■ **Prompt**
For each line below, print it again exactly as shown.

■ **Extracted data**
================================
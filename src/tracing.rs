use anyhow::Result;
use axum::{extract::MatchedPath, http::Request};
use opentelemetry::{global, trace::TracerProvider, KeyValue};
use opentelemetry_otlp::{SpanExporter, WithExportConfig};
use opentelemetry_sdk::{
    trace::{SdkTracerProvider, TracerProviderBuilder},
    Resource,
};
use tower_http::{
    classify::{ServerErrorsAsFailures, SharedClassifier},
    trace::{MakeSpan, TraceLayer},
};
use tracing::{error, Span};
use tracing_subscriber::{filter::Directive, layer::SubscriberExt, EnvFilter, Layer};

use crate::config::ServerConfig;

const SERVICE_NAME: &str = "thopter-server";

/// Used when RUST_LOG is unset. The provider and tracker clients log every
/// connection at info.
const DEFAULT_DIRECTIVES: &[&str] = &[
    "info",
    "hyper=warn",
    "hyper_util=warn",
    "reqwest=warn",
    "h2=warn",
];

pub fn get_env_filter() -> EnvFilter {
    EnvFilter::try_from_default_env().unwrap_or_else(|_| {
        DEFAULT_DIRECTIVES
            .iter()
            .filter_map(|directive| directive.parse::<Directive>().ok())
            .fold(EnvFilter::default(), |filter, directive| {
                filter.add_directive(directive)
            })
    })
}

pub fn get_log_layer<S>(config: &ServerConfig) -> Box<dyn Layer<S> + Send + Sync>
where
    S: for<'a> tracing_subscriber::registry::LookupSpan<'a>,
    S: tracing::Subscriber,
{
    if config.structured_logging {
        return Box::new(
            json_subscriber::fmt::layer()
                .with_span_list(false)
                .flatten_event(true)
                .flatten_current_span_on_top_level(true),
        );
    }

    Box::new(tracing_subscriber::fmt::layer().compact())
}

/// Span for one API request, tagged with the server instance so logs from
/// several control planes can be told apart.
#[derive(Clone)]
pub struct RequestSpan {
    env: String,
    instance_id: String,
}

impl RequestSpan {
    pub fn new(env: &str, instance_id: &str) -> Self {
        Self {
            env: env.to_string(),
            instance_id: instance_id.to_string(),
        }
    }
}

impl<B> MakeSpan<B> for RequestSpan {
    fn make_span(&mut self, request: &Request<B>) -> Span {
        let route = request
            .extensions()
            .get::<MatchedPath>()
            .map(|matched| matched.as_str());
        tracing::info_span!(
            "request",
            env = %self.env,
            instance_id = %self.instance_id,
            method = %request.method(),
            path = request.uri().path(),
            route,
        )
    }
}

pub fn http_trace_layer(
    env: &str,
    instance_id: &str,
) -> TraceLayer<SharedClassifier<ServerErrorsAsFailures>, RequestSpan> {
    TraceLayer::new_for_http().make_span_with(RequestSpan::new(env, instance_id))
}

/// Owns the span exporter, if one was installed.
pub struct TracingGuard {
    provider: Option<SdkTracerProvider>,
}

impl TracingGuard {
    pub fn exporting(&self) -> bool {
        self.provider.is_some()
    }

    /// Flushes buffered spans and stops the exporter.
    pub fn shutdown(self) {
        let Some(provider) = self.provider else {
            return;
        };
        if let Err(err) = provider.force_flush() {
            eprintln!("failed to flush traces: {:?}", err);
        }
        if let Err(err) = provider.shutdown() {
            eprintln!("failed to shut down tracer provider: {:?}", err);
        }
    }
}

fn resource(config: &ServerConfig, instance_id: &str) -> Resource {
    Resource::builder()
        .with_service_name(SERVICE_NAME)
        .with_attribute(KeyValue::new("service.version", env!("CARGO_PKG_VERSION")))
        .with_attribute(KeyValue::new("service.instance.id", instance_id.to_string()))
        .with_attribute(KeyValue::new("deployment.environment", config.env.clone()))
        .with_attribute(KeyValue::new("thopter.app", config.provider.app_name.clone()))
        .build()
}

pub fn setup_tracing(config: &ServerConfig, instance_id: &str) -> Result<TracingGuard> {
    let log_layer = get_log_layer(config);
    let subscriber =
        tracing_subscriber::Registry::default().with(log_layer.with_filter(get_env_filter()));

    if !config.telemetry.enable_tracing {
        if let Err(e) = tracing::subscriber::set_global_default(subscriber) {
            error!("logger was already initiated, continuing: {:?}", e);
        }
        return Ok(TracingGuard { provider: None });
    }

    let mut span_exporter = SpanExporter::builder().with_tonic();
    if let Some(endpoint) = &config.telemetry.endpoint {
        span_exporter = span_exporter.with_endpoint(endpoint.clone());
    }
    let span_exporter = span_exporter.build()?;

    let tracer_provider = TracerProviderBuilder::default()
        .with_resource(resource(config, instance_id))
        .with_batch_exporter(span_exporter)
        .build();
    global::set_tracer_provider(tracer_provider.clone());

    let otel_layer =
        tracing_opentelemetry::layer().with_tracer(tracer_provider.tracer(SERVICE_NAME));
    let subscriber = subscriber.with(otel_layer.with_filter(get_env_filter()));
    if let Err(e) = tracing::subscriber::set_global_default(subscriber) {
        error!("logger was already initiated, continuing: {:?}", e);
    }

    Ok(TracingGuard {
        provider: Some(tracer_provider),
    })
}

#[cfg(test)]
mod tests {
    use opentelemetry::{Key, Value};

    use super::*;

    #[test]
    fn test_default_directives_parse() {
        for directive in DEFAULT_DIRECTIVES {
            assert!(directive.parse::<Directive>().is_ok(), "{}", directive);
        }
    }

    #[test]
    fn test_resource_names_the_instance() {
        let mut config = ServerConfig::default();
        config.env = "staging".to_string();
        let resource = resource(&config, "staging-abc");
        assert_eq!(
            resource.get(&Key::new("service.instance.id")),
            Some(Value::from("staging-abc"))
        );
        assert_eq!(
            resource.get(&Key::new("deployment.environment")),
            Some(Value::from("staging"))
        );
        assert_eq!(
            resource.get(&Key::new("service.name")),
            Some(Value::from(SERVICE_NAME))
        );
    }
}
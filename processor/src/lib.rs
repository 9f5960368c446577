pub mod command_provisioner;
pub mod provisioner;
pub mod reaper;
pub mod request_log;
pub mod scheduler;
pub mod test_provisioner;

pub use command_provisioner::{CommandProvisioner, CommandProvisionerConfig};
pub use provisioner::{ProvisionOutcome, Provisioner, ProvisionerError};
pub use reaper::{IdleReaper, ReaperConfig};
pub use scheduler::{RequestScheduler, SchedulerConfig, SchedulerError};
================================
■ **Solution to this exercise**
filename src/tracing.rs
use anyhow::Result;
use axum::{extract::MatchedPath, http::Request};
use opentelemetry::{global, trace::TracerProvider, KeyValue};
use opentelemetry_otlp::{SpanExporter, WithExportConfig};
use opentelemetry_sdk::{
    trace::{SdkTracerProvider, TracerProviderBuilder},
    Resource,
};
use tower_http::{
    classify::{ServerErrorsAsFailures, SharedClassifier},
    trace::{MakeSpan, TraceLayer},
};
use tracing::{error, Span};
use tracing_subscriber::{filter::Directive, layer::SubscriberExt, EnvFilter, Layer};

use crate::config::ServerConfig;

const SERVICE_NAME: &str = "thopter-server";

/// Used when RUST_LOG is unset. The provider and tracker clients log every
/// connection at info.
const DEFAULT_DIRECTIVES: &[&str] = &[
    "info",
    "hyper=warn",
    "hyper_util=warn",
    "reqwest=warn",
    "h2=warn",
];

pub fn get_env_filter() -> EnvFilter {
    EnvFilter::try_from_default_env().unwrap_or_else(|_| {
        DEFAULT_DIRECTIVES
            .iter()
            .filter_map(|directive| directive.parse::<Directive>().ok())
            .fold(EnvFilter::default(), |filter, directive| {
                filter.add_directive(directive)
            })
    })
}

pub fn get_log_layer<S>(config: &ServerConfig) -> Box<dyn Layer<S> + Send + Sync>
where
    S: for<'a> tracing_subscriber::registry::LookupSpan<'a>,
    S: tracing::Subscriber,
{
    if config.structured_logging {
        return Box::new(
            json_subscriber::fmt::layer()
                .with_span_list(false)
                .flatten_event(true)
                .flatten_current_span_on_top_level(true),
        );
    }

    Box::new(tracing_subscriber::fmt::layer().compact())
}

/// Span for one API request, tagged with the server instance so logs from
/// several control planes can be told apart.
#[derive(Clone)]
pub struct RequestSpan {
    env: String,
    instance_id: String,
}

impl RequestSpan {
    pub fn new(env: &str, instance_id: &str) -> Self {
        Self {
            env: env.to_string(),
            instance_id: instance_id.to_string(),
        }
    }
}

impl<B> MakeSpan<B> for RequestSpan {
    fn make_span(&mut self, request: &Request<B>) -> Span {
        let route = request
            .extensions()
            .get::<MatchedPath>()
            .map(|matched| matched.as_str());
        tracing::info_span!(
            "request",
            env = %self.env,
            instance_id = %self.instance_id,
            method = %request.method(),
            path = request.uri().path(),
            route,
        )
    }
}

pub fn http_trace_layer(
    env: &str,
    instance_id: &str,
) -> TraceLayer<SharedClassifier<ServerErrorsAsFailures>, RequestSpan> {
    TraceLayer::new_for_http().make_span_with(RequestSpan::new(env, instance_id))
}

/// Owns the span exporter, if one was installed.
pub struct TracingGuard {
    provider: Option<SdkTracerProvider>,
}

impl TracingGuard {
    pub fn exporting(&self) -> bool {
        self.provider.is_some()
    }

    /// Flushes buffered spans and stops the exporter.
    pub fn shutdown(self) {
        let Some(provider) = self.provider else {
            return;
        };
        if let Err(err) = provider.force_flush() {
            eprintln!("failed to flush traces: {:?}", err);
        }
        if let Err(err) = provider.shutdown() {
            eprintln!("failed to shut down tracer provider: {:?}", err);
        }
    }
}

fn resource(config: &ServerConfig, instance_id: &str) -> Resource {
    Resource::builder()
        .with_service_name(SERVICE_NAME)
        .with_attribute(KeyValue::new("service.version", env!("CARGO_PKG_VERSION")))
        .with_attribute(KeyValue::new("service.instance.id", instance_id.to_string()))
        .with_attribute(KeyValue::new("deployment.environment", config.env.clone()))
        .with_attribute(KeyValue::new("thopter.app", config.provider.app_name.clone()))
        .build()
}

pub fn setup_tracing(config: &ServerConfig, instance_id: &str) -> Result<TracingGuard> {
    let log_layer = get_log_layer(config);
    let subscriber =
        tracing_subscriber::Registry::default().with(log_layer.with_filter(get_env_filter()));

    if !config.telemetry.enable_tracing {
        if let Err(e) = tracing::subscriber::set_global_default(subscriber) {
            error!("logger was already initiated, continuing: {:?}", e);
        }
        return Ok(TracingGuard { provider: None });
    }

    let mut span_exporter = SpanExporter::builder().with_tonic();
    if let Some(endpoint) = &config.telemetry.endpoint {
        span_exporter = span_exporter.with_endpoint(endpoint.clone());
    }
    let span_exporter = span_exporter.build()?;

    let tracer_provider = TracerProviderBuilder::default()
        .with_resource(resource(config, instance_id))
        .with_batch_exporter(span_exporter)
        .build();
    global::set_tracer_provider(tracer_provider.clone());

    let otel_layer =
        tracing_opentelemetry::layer().with_tracer(tracer_provider.tracer(SERVICE_NAME));
    let subscriber = subscriber.with(otel_layer.with_filter(get_env_filter()));
    if let Err(e) = tracing::subscriber::set_global_default(subscriber) {
        error!("logger was already initiated, continuing: {:?}", e);
    }

    Ok(TracingGuard {
        provider: Some(tracer_provider),
    })
}

#[cfg(test)]
mod tests {
    use opentelemetry::{Key, Value};

    use super::*;

    #[test]
    fn test_default_directives_parse() {
        for directive in DEFAULT_DIRECTIVES {
            assert!(directive.parse::<Directive>().is_ok(), "{}", directive);
        }
    }

    #[test]
    fn test_resource_names_the_instance() {
        let mut config = ServerConfig::default();
        config.env = "staging".to_string();
        let resource = resource(&config, "staging-abc");
        assert_eq!(
            resource.get(&Key::new("service.instance.id")),
            Some(Value::from("staging-abc"))
        );
        assert_eq!(
            resource.get(&Key::new("deployment.environment")),
            Some(Value::from("staging"))
        );
        assert_eq!(
            resource.get(&Key::new("service.name")),
            Some(Value::from(SERVICE_NAME))
        );
    }
}
filename processor/src/lib.rs
repository 9f5960368c446577
pub mod command_provisioner;
pub mod provisioner;
pub mod reaper;
pub mod request_log;
pub mod scheduler;
pub mod test_provisioner;

pub use command_provisioner::{CommandProvisioner, CommandProvisionerConfig};
pub use provisioner::{ProvisionOutcome, Provisioner, ProvisionerError};
pub use reaper::{IdleReaper, ReaperConfig};
pub use scheduler::{RequestScheduler, SchedulerConfig, SchedulerError};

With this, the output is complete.